#### Task directions:
Please repeat exactly the lines below from the one containing "use super::*;" down to the one containing "belong to bond 1.", both included, and nothing else.

#### The data:
//! Typed pick-target resolution from sampled picking-pass bytes.

use rustc_hash::{FxHashMap, FxHashSet};

use super::identifier::{decode, PickId, PickSpace};

/// A typed pick target resolved from a sampled identifier.
#[derive(Debug, Clone, Copy, PartialEq, Eq)]
pub enum PickTarget {
    /// Background click or an identifier nothing carries.
    None,
    /// An atom sphere.
    Atom(PickId),
    /// One tube of a bond. `bond` is the bond's canonical identifier.
    Bond {
        /// Canonical identifier of the whole bond.
        bond: PickId,
        /// Identifier of the segment that was hit.
        segment: PickId,
    },
}

impl PickTarget {
    /// Returns `true` if this target is `None`.
    #[must_use]
    pub fn is_none(self) -> bool {
        matches!(self, Self::None)
    }
}

/// Source of sampled picking-pass bytes under the cursor.
///
/// Implementors render the requested identifier space with flat identifier
/// colors and return the red-channel byte at the cursor.
pub trait PickReadback {
    /// Render `space` and sample the cursor pixel.
    fn read_pick_byte(&mut self, space: PickSpace) -> u8;
}

impl<F> PickReadback for F
where
    F: FnMut(PickSpace) -> u8,
{
    fn read_pick_byte(&mut self, space: PickSpace) -> u8 {
        self(space)
    }
}

/// Maps sampled identifiers to typed [`PickTarget`] values.
///
/// Atoms and bond segments live in separate identifier spaces, so the same
/// raw value means different things depending on which pass produced it.
/// Every segment of a multi-order bond maps back to its bond.
#[derive(Debug, Clone, Default)]
pub struct PickMap {
    atoms: FxHashSet<PickId>,
    segments: FxHashMap<PickId, PickId>,
}

impl PickMap {
    /// Create an empty map.
    #[must_use]
    pub fn new() -> Self {
        Self::default()
    }

    /// Register an atom identifier.
    pub fn insert_atom(&mut self, id: PickId) {
        let _ = self.atoms.insert(id);
    }

    /// Register the segment identifiers of `bond`.
    pub fn insert_bond(
        &mut self,
        bond: PickId,
        segments: impl IntoIterator<Item = PickId>,
    ) {
        for segment in segments {
            let _ = self.segments.insert(segment, bond);
        }
    }

    /// Forget an atom identifier.
    pub fn remove_atom(&mut self, id: PickId) {
        let _ = self.atoms.remove(&id);
    }

    /// Forget every segment that belongs to `bond`.
    pub fn remove_bond(&mut self, bond: PickId) {
        self.segments.retain(|_, owner| *owner != bond);
    }

    /// Resolve a sampled byte from the `space` pass.
    #[must_use]
    pub fn resolve(&self, space: PickSpace, sampled: u8) -> PickTarget {
        let Some(id) = PickId::new(decode(sampled)) else {
            return PickTarget::None;
        };
        match space {
            PickSpace::Atom if self.atoms.contains(&id) => PickTarget::Atom(id),
            PickSpace::Bond => self
                .segments
                .get(&id)
                .map_or(PickTarget::None, |&bond| PickTarget::Bond {
                    bond,
                    segment: id,
                }),
            PickSpace::Atom => PickTarget::None,
        }
    }

    /// Two-pass pick: atoms first, bonds only when no atom was hit.
    ///
    /// Atoms are drawn over the bonds that end inside them, so an atom hit
    /// takes precedence.
    pub fn pick(&self, readback: &mut impl PickReadback) -> PickTarget {
        let atom = self
            .resolve(PickSpace::Atom, readback.read_pick_byte(PickSpace::Atom));
        if !atom.is_none() {
            return atom;
        }
        self.resolve(PickSpace::Bond, readback.read_pick_byte(PickSpace::Bond))
    }
}

#[cfg(test)]
mod tests {
    use super::*;

    fn id(raw: u8) -> PickId {
        PickId::new(raw).unwrap()
    }

    fn sample_map() -> PickMap {
        let mut map = PickMap::new();
        map.insert_atom(id(1));
        map.insert_atom(id(2));
        // Double bond: segments 1 and 2 both belong to bond 1.
        map.insert_bond(id(1), [id(1), id(2)]);
        map.insert_bond(id(3), [id(3)]);
        map
    }

    #[test]
    fn zero_resolves_to_none() {
        let map = sample_map();
        assert!(map.resolve(PickSpace::Atom, 0).is_none());
        assert!(map.resolve(PickSpace::Bond, 0).is_none());
    }

    #[test]
    fn spaces_are_independent() {
        let map = sample_map();
        assert_eq!(map.resolve(PickSpace::Atom, 1), PickTarget::Atom(id(1)));
        assert_eq!(
            map.resolve(PickSpace::Bond, 1),
            PickTarget::Bond {
                bond: id(1),
                segment: id(1)
            }
        );
        assert!(map.resolve(PickSpace::Atom, 3).is_none());
    }

    #[test]
    fn every_segment_maps_to_its_bond() {
        let map = sample_map();
        assert_eq!(
            map.resolve(PickSpace::Bond, 2),
            PickTarget::Bond {
                bond: id(1),
                segment: id(2)
            }
        );
    }

    #[test]
    fn atom_pass_wins() {
        let map = sample_map();
        let mut passes = Vec::new();
        let target = map.pick(&mut |space| {
            passes.push(space);
            2
        });
        assert_eq!(target, PickTarget::Atom(id(2)));
        assert_eq!(passes, vec![PickSpace::Atom]);
    }

    #[test]
    fn bond_pass_runs_on_atom_miss() {
        let map = sample_map();
        let target = map.pick(&mut |space| match space {
            PickSpace::Atom => 0,
            PickSpace::Bond => 3,
        });
        assert_eq!(
            target,
            PickTarget::Bond {
                bond: id(3),
                segment: id(3)
            }
        );
    }

    #[test]
    fn removed_entries_stop_resolving() {
        let mut map = sample_map();
        map.remove_atom(id(1));
        map.remove_bond(id(1));
        assert!(map.resolve(PickSpace::Atom, 1).is_none());
        assert!(map.resolve(PickSpace::Bond, 2).is_none());
        assert!(!map.resolve(PickSpace::Bond, 3).is_none());
    }
}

#### Exercise result:
    use super::*;

    fn id(raw: u8) -> PickId {
        PickId::new(raw).unwrap()
    }

    fn sample_map() -> PickMap {
        let mut map = PickMap::new();
        map.insert_atom(id(1));
        map.insert_atom(id(2));
        // Double bond: segments 1 and 2 both belong to bond 1.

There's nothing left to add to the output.